GambleAware has published its first report that tracks residents’ use and access to the ‘National Gambling Treatment Service’ (NGTS) facilities across Scotland and Wales.
The data for Scotland and Wales has been independently collected by healthcare research consultancy ViewitUK – as GambleAware aims to provide stakeholders with a regional view of NGTS developments.
In Scotland, the NGTS treated a total of 295 individuals – 77% of whom were male – between 2019 and 2020, as 90% of participants demonstrated an improved ‘Problem Gambling Severity Index’ (PGSI) score – the scale used to measure the severity of an individual’s gambling disorder.
Effective NGTS treatment saw over half (54%) of Scottish participants classified as ‘problem gamblers’ no longer registered in the category by the end of treatment.
Furthermore, 66% of Scottish participants recorded an improved ‘CORE-10’ score – the mental health assessment used to measure a patient’s psychological distress.
Tracking Scotland’s treatment support data between 2015/2016 and 2019/2020, the NGTS saw the proportion of patients completing scheduled treatment increase from 51% to 58%, whilst ‘drop-outs’ decreased from 43% to 29%.
GambleAware also revealed that Scottish NGTS patients were spending an average of £1,558 on gambling in the months prior to commencing treatment – with 63% stating that they were in debt due to their gambling disorders.
“The results from this report illustrate how treatment can make a real difference to people’s lives, which is why we are working to ensure that it is available to the greatest number possible,” commented Lisa-Marie Patton, Team Leader at GamCare Scotland. “Better links with health and social care services will help us to connect more people with the treatment that they need for gambling harms.”
In Wales, the NGTS treated a total of 271 individuals – 68% male – with 94% of patients who received treatment showing an improved PGSI score.
NGTS reported that 57% of Welsh patients classified as ‘problem gamblers’ were no longer in the high-risk category following treatment, while more than three quarters (87%) of patients record an improved CORE-10 score.
Mirroring Scotland, the report detailed that between 2015/16 and 2019/20, the proportion of patients completing scheduled treatment increased from 64% to 80%, whilst the proportion of drop-outs fell from 28% to 15%.
GambleAware noted that Wales carried the highest ‘professional patient referral rates for Great Britain’, with Welsh GP referral rates maintained at 4% compared to 1.5% and across other devolved administrations.
Welsh NGTS patients were reported to be spending an average of £1,330 in the month prior to beginning treatment, with 65% stating that they had entered personal debt.

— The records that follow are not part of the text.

// Raw record -> EvidenceItem mapping, one shape per agent kind.
// Records missing an identity field are dropped; records missing optional
// fields are kept with quality = partial.

use chrono::{DateTime, Utc};
use tracing::debug;

use super::AgentKind;
use crate::evidence::{
    EntityKind, EvidenceItem, EvidencePayload, EvidenceQuality, PatentStatus, RegulatoryStatus,
    SourceId, SubjectRef, TrialPhase, TrialStatus,
};
use crate::sources::RawRecord;

const DEFAULT_CONFIDENCE: f64 = 0.7;
const DEFAULT_STRENGTH: f64 = 0.5;

pub struct NormalizeInput<'a> {
    pub agent: AgentKind,
    pub source: &'a SourceId,
    /// What was queried.
    pub lead: &'a SubjectRef,
    /// Kind of entity the run ranks.
    pub candidate_kind: EntityKind,
    pub retrieved_at: DateTime<Utc>,
    pub stale: bool,
}

impl NormalizeInput<'_> {
    fn default_subject_kind(&self) -> EntityKind {
        match self.agent {
            AgentKind::TargetDiscovery if self.lead.kind == EntityKind::Target => self.candidate_kind,
            AgentKind::TargetDiscovery => EntityKind::Target,
            AgentKind::DrugCandidate => EntityKind::Drug,
            _ => self.candidate_kind,
        }
    }

    fn subject(&self, record: &RawRecord) -> SubjectRef {
        match record.subject.as_deref().map(str::trim).filter(|s| !s.is_empty()) {
            Some(label) => {
                SubjectRef::new(record.subject_kind.unwrap_or_else(|| self.default_subject_kind()), label)
            }
            None => self.lead.clone(),
        }
    }
}

/// Track whether any optional field fell back to a default.
struct Partial(bool);

impl Partial {
    fn or<T>(&mut self, value: Option<T>, default: T) -> T {
        value.unwrap_or_else(|| {
            self.0 = true;
            default
        })
    }
}

fn regulatory_status(raw: &str) -> RegulatoryStatus {
    let lower = raw.to_ascii_lowercase();
    if lower.contains("withdrawn") || lower.contains("revoked") {
        RegulatoryStatus::Withdrawn
    } else if lower.contains("approved") || lower.contains("authori") {
        RegulatoryStatus::Approved
    } else if lower.contains("orphan") || lower.contains("breakthrough") || lower.contains("fast track") || lower.contains("designation") {
        RegulatoryStatus::Designation
    } else if lower.contains("pending") || lower.contains("review") || lower.contains("submitted") {
        RegulatoryStatus::Pending
    } else {
        RegulatoryStatus::Unknown
    }
}

fn patent_status(raw: &str) -> PatentStatus {
    let lower = raw.to_ascii_lowercase();
    if lower.contains("expired") || lower.contains("lapsed") {
        PatentStatus::Expired
    } else if lower.contains("active") || lower.contains("granted") || lower.contains("in force") {
        PatentStatus::Active
    } else {
        PatentStatus::Unknown
    }
}

fn label_if(subject: &SubjectRef, kind: EntityKind) -> Option<String> {
    (subject.kind == kind).then(|| subject.label.clone())
}

pub fn normalize(input: &NormalizeInput<'_>, record: &RawRecord) -> Option<EvidenceItem> {
    let subject = input.subject(record);
    let mut partial = Partial(false);

    let payload = match input.agent {
        AgentKind::Literature => EvidencePayload::Literature {
            title: record.str_field("title")?.to_string(),
            pmid: record.str_field("pmid").map(str::to_string),
            year: record.i32_field("year"),
            relevance: partial.or(record.f64_field("relevance"), DEFAULT_STRENGTH).clamp(0.0, 1.0),
        },
        AgentKind::TargetDiscovery => {
            let target = record
                .str_field("target")
                .map(str::to_string)
                .or_else(|| label_if(&subject, EntityKind::Target))
                .or_else(|| label_if(input.lead, EntityKind::Target))?;
            let indication = record
                .str_field("indication")
                .map(str::to_string)
                .or_else(|| label_if(&subject, EntityKind::Indication))
                .or_else(|| label_if(input.lead, EntityKind::Indication))?;
            EvidencePayload::TargetAssociation {
                target,
                indication,
                score: partial.or(record.f64_field("score"), DEFAULT_STRENGTH).clamp(0.0, 1.0),
            }
        }
        AgentKind::DrugCandidate => {
            let drug = record
                .str_field("drug")
                .map(str::to_string)
                .or_else(|| label_if(&subject, EntityKind::Drug))?;
            let target = record
                .str_field("target")
                .map(str::to_string)
                .or_else(|| label_if(input.lead, EntityKind::Target))?;
            let strength = record.f64_field("strength").or_else(|| record.f64_field("score"));
            EvidencePayload::DrugTarget {
                drug,
                target,
                mechanism: record.str_field("mechanism").map(str::to_string),
                strength: partial.or(strength, DEFAULT_STRENGTH).clamp(0.0, 1.0),
            }
        }
        AgentKind::ClinicalTrials => {
            let trial_id = record.str_field("trial_id").or_else(|| record.str_field("nct_id"))?;
            let phase = record.str_field("phase").map(TrialPhase::parse);
            let status = record.str_field("status").map(TrialStatus::parse);
            EvidencePayload::ClinicalTrial {
                trial_id: trial_id.to_string(),
                phase: partial.or(phase, TrialPhase::Unknown),
                status: partial.or(status, TrialStatus::Unknown),
                drug: record.str_field("drug").map(str::to_string).or_else(|| label_if(&subject, EntityKind::Drug)),
                indication: record
                    .str_field("indication")
                    .or_else(|| record.str_field("condition"))
                    .map(str::to_string),
                enrollment: record.u32_field("enrollment"),
            }
        }
        AgentKind::SafetyTox => {
            let event = record.str_field("event").or_else(|| record.str_field("reaction"))?;
            EvidencePayload::SafetySignal {
                event: event.to_string(),
                reports: partial.or(record.u32_field("reports"), 0),
                serious: record.u32_field("serious").unwrap_or(0),
            }
        }
        AgentKind::Patent => {
            let patent_number = record.str_field("patent_number").or_else(|| record.str_field("number"))?;
            let status = record.str_field("status").map(patent_status);
            EvidencePayload::Patent {
                patent_number: patent_number.to_string(),
                status: partial.or(status, PatentStatus::Unknown),
                expiry_year: record.i32_field("expiry_year"),
                litigated: record.bool_field("litigated").unwrap_or(false),
            }
        }
        AgentKind::Regulatory => {
            let status = record.str_field("status").map(regulatory_status);
            let agency = record.str_field("agency").map(str::to_string);
            if status.is_none() && agency.is_none() {
                debug!(source = %input.source, "Dropping regulatory record without status or agency");
                return None;
            }
            EvidencePayload::Regulatory {
                agency: partial.or(agency, "unknown".to_string()),
                status: partial.or(status, RegulatoryStatus::Unknown),
                indication: record.str_field("indication").map(str::to_string),
            }
        }
        AgentKind::Market => EvidencePayload::MarketSizing {
            market_size_usd: record.f64_field("market_size_usd").filter(|v| *v >= 0.0)?,
            growth_rate: record.f64_field("growth_rate"),
            geography: record.str_field("geography").map(str::to_string),
        },
    };

    let quality = if partial.0 { EvidenceQuality::Partial } else { EvidenceQuality::Complete };
    let confidence = record.f64_field("confidence").unwrap_or(DEFAULT_CONFIDENCE);

    Some(
        EvidenceItem::new(
            input.source.clone(),
            input.agent.category(),
            subject,
            payload,
            confidence,
            quality,
            input.retrieved_at,
        )
        .with_canonical_id(record.str_field("canonical_id").map(str::to_string))
        .mark_stale(input.stale),
    )
}

#[cfg(test)]
mod tests {
    use super::*;

    fn input<'a>(agent: AgentKind, source: &'a SourceId, lead: &'a SubjectRef) -> NormalizeInput<'a> {
        NormalizeInput {
            agent,
            source,
            lead,
            candidate_kind: EntityKind::Drug,
            retrieved_at: Utc::now(),
            stale: false,
        }
    }

    #[test]
    fn test_clinical_trial_record() {
        let source = SourceId::new("ctgov");
        let lead = SubjectRef::new(EntityKind::Indication, "Inflammatory Bowel Disease");
        let record = RawRecord::new("Tofacitinib", EntityKind::Drug)
            .with("trial_id", "NCT01465763")
            .with("phase", "PHASE3")
            .with("status", "COMPLETED")
            .with("confidence", 0.9);

        let item = normalize(&input(AgentKind::ClinicalTrials, &source, &lead), &record).unwrap();
        assert_eq!(item.subject.id, "tofacitinib");
        assert_eq!(item.quality, EvidenceQuality::Complete);
        assert_eq!(item.confidence, 0.9);
        match item.payload {
            EvidencePayload::ClinicalTrial { phase, status, .. } => {
                assert_eq!(phase, TrialPhase::Phase3);
                assert_eq!(status, TrialStatus::Completed);
            }
            other => panic!("unexpected payload {:?}", other),
        }
    }

    #[test]
    fn test_missing_optional_fields_mark_partial() {
        let source = SourceId::new("ctgov");
        let lead = SubjectRef::new(EntityKind::Drug, "Tofacitinib");
        let mut record = RawRecord::new("x", EntityKind::Drug).with("trial_id", "NCT1");
        record.subject = None;

        let item = normalize(&input(AgentKind::ClinicalTrials, &source, &lead), &record).unwrap();
        assert_eq!(item.quality, EvidenceQuality::Partial);
        // No subject on the record: the lead is the subject.
        assert_eq!(item.subject, lead);
    }

    #[test]
    fn test_record_without_identity_is_dropped() {
        let source = SourceId::new("faers");
        let lead = SubjectRef::new(EntityKind::Drug, "Tofacitinib");
        let record = RawRecord::new("Tofacitinib", EntityKind::Drug).with("reports", 12);
        assert!(normalize(&input(AgentKind::SafetyTox, &source, &lead), &record).is_none());
    }

    #[test]
    fn test_target_discovery_subject_kind_follows_lead() {
        let source = SourceId::new("opentargets");
        let indication = SubjectRef::new(EntityKind::Indication, "IBD");
        let mut record = RawRecord::new("JAK1", EntityKind::Target).with("score", 0.8);
        record.subject_kind = None;

        let item = normalize(&input(AgentKind::TargetDiscovery, &source, &indication), &record).unwrap();
        assert_eq!(item.subject.kind, EntityKind::Target);
        assert!(matches!(
            item.payload,
            EvidencePayload::TargetAssociation { ref target, ref indication, .. }
                if target == "JAK1" && indication == "IBD"
        ));
    }

    #[test]
    fn test_status_keywords() {
        assert_eq!(regulatory_status("Orphan Drug Designation"), RegulatoryStatus::Designation);
        assert_eq!(regulatory_status("APPROVED"), RegulatoryStatus::Approved);
        assert_eq!(patent_status("Expired - fee related"), PatentStatus::Expired);
        assert_eq!(patent_status("granted"), PatentStatus::Active);
    }
}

69% of patients were in employment, however, one-in-10 (10%) reported that they had previously experienced a job loss through gambling, whilst over three in 10 (31%) had experienced personal relationship loss.
Diana Yorath, Wales Development Officer, added: “ARA is dedicated to increasing uptake in the National Gambling Treatment Service offerings across Wales.
“We are actively collaborating with NHS partners to improve referral routes to ensure individuals have access to the best treatment for them.
“Alongside this, we are working to build awareness both of gambling harms and of the NGTS and Helpline through engaging with grassroots community initiatives.”